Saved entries
※ ※ ※
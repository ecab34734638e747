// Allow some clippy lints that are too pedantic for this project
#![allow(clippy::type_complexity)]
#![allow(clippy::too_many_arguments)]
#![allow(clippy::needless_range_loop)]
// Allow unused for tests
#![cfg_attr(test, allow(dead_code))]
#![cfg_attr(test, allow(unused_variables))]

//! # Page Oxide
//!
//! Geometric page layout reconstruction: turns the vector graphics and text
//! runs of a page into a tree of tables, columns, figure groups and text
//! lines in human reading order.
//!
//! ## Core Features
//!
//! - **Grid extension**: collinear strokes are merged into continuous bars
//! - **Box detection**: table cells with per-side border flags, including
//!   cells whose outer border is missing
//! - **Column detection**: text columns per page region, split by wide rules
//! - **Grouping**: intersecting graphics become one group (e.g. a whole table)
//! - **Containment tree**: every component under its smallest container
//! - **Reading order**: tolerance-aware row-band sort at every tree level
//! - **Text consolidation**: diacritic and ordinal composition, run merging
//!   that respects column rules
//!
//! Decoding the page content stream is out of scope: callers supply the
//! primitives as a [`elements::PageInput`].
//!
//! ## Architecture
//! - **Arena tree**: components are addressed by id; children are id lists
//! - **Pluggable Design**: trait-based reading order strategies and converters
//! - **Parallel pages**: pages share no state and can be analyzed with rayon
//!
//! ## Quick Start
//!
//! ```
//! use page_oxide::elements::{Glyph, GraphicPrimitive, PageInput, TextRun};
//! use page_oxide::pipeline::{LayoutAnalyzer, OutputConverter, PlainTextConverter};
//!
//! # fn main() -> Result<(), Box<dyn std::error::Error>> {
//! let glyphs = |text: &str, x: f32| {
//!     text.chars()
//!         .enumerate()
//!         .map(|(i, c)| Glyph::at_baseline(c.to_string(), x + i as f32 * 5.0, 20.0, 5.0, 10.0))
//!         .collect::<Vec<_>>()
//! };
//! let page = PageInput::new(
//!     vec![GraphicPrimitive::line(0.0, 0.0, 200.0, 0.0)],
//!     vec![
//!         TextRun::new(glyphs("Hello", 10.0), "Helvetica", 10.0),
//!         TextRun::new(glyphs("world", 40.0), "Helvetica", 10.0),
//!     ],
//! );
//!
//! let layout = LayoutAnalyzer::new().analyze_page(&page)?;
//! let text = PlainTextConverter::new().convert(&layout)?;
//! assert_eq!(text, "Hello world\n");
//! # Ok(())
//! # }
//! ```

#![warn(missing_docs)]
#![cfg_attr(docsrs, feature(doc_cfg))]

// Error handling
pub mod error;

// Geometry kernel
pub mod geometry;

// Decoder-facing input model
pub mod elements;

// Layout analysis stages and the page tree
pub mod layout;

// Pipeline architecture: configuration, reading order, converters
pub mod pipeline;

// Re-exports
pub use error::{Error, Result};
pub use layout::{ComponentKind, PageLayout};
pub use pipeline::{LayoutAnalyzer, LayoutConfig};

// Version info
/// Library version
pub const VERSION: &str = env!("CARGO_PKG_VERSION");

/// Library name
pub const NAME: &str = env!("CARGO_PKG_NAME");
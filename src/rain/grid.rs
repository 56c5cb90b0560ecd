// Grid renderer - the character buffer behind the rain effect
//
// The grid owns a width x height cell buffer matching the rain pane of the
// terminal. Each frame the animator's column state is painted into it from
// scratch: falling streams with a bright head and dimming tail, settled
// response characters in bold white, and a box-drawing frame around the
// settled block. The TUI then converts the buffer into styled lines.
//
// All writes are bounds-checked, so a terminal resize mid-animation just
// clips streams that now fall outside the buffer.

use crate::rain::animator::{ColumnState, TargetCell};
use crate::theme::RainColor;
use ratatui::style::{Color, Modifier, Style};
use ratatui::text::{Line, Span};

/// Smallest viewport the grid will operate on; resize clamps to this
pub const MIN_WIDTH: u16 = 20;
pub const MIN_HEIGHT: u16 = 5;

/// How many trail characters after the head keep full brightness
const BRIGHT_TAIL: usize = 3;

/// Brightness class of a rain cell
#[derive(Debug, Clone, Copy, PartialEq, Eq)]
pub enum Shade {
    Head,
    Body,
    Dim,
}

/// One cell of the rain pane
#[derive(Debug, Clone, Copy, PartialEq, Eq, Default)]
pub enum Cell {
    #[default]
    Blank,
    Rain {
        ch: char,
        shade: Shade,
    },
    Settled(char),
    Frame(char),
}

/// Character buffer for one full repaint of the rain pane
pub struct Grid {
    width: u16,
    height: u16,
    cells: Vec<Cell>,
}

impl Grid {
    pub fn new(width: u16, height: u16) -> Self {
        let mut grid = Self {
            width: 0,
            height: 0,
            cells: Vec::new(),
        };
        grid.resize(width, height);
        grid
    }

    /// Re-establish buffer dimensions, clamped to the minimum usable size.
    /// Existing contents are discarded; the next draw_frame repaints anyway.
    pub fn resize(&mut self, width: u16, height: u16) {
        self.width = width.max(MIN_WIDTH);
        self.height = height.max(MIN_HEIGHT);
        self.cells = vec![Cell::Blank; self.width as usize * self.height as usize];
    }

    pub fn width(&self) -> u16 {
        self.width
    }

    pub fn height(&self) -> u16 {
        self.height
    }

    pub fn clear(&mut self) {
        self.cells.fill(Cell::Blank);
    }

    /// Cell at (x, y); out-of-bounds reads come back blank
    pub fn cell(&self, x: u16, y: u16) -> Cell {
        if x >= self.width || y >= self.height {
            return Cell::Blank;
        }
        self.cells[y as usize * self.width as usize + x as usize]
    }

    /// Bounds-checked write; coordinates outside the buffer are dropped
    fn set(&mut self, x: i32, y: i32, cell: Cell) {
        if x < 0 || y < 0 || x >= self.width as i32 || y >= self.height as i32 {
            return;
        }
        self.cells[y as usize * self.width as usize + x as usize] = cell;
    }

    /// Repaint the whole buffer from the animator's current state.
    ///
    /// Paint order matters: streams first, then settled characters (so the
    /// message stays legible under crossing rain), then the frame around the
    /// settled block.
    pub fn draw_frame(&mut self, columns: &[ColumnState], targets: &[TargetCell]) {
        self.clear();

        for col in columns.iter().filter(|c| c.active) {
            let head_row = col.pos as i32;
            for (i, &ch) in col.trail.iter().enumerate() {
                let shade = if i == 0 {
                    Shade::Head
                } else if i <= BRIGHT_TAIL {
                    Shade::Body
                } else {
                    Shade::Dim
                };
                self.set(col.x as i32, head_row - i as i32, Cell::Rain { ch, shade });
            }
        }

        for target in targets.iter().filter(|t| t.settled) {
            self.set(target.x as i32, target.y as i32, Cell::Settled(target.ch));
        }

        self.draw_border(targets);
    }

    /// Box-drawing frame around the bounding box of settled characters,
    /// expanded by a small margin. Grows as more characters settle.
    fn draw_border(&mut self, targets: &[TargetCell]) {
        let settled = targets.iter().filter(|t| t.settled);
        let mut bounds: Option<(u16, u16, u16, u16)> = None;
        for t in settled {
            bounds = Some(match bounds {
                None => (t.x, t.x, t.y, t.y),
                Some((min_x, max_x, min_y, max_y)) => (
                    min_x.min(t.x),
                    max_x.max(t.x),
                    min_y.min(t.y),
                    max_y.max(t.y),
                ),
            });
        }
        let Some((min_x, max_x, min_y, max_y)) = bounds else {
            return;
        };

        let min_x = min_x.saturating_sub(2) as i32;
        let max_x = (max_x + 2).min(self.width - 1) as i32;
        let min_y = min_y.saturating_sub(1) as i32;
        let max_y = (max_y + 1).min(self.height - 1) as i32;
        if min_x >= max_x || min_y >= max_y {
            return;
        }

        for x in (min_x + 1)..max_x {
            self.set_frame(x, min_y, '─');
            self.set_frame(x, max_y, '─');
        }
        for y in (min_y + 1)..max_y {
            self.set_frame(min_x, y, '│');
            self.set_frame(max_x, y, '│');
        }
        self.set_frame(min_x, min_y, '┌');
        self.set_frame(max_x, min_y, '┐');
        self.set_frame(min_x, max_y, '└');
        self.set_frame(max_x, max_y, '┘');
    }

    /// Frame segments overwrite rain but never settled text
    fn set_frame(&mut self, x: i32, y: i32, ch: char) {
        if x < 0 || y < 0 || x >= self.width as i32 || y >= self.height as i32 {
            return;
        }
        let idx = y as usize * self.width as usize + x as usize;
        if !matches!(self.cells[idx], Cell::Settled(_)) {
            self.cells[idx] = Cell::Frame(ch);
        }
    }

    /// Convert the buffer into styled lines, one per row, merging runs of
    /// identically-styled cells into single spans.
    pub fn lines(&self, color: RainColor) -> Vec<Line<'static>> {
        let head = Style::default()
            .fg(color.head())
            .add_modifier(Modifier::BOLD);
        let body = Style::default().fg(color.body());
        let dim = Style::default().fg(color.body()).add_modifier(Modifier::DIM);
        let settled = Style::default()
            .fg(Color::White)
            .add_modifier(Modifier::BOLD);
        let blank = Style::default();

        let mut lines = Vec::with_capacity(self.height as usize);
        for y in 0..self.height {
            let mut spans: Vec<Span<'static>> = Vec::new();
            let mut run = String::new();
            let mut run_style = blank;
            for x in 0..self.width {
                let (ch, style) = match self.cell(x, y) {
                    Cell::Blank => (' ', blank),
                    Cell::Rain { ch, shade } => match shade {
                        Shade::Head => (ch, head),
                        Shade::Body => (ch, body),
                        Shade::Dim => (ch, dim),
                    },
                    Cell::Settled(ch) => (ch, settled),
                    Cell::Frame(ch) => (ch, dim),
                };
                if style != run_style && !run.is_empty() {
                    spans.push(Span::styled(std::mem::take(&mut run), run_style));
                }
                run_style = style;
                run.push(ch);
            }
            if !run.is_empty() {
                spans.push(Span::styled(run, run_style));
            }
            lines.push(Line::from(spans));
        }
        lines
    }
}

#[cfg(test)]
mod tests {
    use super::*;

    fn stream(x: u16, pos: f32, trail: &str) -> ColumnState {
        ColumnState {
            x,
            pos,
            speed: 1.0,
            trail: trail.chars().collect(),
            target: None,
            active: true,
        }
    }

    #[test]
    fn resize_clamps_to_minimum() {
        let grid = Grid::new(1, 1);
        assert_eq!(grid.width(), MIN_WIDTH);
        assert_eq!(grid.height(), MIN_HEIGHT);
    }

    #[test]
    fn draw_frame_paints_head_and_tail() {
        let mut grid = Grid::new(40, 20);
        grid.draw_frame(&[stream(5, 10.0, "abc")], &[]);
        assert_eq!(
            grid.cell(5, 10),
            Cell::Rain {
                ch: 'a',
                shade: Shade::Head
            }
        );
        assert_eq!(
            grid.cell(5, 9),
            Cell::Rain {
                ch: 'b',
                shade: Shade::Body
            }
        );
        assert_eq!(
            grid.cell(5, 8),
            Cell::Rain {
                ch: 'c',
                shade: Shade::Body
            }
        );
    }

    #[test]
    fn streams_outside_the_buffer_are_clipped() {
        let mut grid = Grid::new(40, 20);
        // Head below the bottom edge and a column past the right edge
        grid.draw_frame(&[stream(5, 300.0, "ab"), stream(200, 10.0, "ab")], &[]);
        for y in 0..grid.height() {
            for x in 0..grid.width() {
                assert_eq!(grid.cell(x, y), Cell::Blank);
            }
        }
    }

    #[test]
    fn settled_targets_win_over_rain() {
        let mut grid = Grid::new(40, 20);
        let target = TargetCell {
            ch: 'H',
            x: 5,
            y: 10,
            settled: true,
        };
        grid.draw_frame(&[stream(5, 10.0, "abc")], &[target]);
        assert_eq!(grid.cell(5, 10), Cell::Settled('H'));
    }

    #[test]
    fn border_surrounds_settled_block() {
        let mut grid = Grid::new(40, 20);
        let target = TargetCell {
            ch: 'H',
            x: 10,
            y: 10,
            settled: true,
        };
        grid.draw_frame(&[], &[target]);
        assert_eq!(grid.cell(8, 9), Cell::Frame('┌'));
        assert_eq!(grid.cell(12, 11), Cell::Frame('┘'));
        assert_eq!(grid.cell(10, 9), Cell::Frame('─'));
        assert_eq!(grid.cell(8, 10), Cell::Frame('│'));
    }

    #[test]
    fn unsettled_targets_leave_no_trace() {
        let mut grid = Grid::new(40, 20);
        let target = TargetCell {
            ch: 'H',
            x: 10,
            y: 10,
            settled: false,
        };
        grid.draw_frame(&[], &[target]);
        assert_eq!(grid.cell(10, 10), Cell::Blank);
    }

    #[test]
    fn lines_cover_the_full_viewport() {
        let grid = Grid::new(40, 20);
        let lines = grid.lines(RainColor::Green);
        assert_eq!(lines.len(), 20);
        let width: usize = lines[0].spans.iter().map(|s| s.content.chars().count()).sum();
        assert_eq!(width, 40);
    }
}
※ ※ ※
## INSTRUCTIONS FOR THE TASK
Spot the lines above that mention "world" and copy them.

## YOUR SOLUTION
//!         TextRun::new(glyphs("world", 40.0), "Helvetica", 10.0),
//! assert_eq!(text, "Hello world\n");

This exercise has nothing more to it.